## TASK PROMPT
In the material below, find the line with "use crate::paths;" and the line with "of a pattern.", then output those two lines and every line between them, exactly.
○ ○ ○ ○ ○
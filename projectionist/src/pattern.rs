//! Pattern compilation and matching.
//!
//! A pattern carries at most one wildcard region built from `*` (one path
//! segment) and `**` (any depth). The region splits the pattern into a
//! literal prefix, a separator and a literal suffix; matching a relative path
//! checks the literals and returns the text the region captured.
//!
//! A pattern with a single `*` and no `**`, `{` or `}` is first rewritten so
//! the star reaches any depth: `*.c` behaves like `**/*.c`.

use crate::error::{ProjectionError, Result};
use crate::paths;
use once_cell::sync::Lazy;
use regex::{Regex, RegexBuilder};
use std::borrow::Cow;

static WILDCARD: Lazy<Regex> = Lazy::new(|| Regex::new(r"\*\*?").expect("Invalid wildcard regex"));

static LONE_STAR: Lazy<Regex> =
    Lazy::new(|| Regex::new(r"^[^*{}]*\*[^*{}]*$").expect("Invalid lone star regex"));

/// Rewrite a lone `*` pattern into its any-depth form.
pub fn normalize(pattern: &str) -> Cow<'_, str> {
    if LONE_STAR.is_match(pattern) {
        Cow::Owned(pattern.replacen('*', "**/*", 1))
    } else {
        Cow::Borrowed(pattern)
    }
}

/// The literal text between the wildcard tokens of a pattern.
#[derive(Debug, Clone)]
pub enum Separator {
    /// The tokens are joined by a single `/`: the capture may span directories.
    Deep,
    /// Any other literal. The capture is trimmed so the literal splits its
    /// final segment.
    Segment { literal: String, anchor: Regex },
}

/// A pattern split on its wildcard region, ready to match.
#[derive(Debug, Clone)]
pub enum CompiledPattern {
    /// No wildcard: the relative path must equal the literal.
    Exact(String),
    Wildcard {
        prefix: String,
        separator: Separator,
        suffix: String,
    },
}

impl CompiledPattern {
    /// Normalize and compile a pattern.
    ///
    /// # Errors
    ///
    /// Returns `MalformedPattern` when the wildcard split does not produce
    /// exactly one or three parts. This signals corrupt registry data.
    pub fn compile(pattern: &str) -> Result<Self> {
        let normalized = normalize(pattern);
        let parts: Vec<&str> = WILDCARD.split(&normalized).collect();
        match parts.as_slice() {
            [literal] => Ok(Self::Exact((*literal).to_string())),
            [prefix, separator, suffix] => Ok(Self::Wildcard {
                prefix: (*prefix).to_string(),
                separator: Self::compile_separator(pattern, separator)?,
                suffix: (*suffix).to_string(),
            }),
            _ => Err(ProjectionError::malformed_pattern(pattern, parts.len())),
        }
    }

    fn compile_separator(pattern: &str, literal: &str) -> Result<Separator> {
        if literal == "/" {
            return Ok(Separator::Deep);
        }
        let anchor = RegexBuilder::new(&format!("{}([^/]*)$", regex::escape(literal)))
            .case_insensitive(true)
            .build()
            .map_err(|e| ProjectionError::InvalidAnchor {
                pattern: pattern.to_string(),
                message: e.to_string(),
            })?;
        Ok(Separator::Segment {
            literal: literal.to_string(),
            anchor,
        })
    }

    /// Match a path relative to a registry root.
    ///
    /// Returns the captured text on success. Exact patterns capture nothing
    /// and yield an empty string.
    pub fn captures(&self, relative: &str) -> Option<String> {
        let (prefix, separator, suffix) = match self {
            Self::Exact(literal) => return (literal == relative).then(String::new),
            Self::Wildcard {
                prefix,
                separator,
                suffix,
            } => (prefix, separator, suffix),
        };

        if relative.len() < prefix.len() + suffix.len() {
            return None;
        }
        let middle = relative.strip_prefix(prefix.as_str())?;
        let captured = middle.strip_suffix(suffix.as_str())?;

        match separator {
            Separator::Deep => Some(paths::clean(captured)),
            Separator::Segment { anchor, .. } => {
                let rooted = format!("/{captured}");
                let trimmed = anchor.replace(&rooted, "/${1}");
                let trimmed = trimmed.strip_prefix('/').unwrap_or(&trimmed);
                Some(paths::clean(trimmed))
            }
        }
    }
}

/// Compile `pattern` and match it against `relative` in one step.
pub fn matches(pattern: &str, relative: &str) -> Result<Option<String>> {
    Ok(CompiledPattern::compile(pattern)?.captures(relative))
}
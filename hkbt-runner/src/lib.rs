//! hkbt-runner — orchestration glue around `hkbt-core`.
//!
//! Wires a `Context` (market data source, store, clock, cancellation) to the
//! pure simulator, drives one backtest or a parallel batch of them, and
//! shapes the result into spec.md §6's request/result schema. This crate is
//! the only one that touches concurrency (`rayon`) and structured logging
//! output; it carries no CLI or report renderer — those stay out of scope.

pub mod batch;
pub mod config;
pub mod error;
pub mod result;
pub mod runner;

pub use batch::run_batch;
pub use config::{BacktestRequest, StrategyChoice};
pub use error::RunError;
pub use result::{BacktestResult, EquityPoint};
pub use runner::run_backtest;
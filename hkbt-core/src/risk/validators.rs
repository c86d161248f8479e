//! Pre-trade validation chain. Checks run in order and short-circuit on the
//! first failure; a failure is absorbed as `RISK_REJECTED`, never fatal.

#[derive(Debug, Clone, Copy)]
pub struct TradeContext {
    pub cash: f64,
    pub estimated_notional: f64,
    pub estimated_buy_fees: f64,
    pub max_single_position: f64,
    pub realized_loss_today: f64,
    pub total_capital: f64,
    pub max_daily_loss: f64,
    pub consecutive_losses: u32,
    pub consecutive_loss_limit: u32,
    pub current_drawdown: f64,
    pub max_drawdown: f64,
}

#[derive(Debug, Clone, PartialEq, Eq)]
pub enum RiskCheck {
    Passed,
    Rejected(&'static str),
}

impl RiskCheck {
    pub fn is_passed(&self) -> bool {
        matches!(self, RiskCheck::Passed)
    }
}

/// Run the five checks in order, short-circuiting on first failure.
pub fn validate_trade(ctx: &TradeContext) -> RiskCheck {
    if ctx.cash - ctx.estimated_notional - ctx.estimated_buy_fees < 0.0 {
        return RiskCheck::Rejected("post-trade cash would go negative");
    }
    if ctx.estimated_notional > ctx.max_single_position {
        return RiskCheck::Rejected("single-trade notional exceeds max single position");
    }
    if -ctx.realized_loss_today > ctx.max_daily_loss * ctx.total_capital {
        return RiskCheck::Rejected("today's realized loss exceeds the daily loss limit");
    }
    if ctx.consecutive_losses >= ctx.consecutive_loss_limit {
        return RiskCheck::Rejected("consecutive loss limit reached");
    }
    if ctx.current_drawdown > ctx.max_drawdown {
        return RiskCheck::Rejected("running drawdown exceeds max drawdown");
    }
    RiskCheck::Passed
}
○ ○ ○ ○ ○
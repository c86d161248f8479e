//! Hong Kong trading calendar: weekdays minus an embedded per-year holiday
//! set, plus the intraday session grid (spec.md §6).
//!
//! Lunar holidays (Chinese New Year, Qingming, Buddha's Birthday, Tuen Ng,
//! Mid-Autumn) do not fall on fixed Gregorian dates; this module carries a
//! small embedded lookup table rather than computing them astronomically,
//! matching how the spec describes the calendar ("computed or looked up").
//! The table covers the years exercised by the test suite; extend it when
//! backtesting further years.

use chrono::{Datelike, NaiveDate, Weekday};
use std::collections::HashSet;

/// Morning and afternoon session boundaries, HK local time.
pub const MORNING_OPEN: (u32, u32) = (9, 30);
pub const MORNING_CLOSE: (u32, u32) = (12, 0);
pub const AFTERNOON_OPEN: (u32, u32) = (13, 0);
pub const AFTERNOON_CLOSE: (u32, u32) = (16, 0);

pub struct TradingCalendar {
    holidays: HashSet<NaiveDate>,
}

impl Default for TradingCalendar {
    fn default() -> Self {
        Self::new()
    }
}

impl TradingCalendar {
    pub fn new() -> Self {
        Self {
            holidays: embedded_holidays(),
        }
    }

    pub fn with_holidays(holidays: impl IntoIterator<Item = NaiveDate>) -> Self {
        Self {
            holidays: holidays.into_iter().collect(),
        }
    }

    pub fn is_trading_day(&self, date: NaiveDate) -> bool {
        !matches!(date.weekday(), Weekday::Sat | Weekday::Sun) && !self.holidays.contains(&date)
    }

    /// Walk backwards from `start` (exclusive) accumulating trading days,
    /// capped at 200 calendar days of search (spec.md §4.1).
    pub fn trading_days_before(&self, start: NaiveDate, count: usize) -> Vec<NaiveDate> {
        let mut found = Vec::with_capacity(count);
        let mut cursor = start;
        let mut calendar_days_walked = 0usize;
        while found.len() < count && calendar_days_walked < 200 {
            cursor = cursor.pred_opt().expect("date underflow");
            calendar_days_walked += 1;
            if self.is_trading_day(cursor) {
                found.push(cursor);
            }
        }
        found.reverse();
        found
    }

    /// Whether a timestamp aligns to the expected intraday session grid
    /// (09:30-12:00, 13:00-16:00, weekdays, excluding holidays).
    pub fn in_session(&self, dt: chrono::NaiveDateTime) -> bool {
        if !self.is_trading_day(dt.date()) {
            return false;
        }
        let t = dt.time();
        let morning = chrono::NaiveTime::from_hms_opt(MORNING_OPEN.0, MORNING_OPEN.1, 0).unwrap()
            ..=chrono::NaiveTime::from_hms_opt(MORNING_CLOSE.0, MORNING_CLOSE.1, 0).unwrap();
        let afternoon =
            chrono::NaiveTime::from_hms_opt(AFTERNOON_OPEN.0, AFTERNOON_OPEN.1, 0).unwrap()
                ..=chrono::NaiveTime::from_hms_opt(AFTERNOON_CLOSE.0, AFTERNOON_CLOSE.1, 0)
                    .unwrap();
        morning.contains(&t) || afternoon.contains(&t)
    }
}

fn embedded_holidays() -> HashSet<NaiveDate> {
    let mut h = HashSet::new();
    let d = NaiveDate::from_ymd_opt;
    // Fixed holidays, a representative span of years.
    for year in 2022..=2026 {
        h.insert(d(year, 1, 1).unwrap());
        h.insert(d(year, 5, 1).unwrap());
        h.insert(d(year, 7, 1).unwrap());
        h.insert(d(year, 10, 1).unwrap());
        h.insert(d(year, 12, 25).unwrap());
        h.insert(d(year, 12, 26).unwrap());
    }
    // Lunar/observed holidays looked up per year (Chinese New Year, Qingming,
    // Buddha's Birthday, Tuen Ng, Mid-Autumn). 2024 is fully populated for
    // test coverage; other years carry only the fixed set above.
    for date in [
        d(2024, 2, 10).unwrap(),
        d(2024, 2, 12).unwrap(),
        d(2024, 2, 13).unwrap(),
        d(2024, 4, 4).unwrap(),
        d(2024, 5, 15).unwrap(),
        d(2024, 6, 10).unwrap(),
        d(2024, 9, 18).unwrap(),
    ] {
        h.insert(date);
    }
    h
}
○ ○ ○ ○ ○
## RESPONSE
use crate::paths;
use once_cell::sync::Lazy;
use regex::{Regex, RegexBuilder};
use std::borrow::Cow;

static WILDCARD: Lazy<Regex> = Lazy::new(|| Regex::new(r"\*\*?").expect("Invalid wildcard regex"));

static LONE_STAR: Lazy<Regex> =
    Lazy::new(|| Regex::new(r"^[^*{}]*\*[^*{}]*$").expect("Invalid lone star regex"));

/// Rewrite a lone `*` pattern into its any-depth form.
pub fn normalize(pattern: &str) -> Cow<'_, str> {
    if LONE_STAR.is_match(pattern) {
        Cow::Owned(pattern.replacen('*', "**/*", 1))
    } else {
        Cow::Borrowed(pattern)
    }
}

/// The literal text between the wildcard tokens of a pattern.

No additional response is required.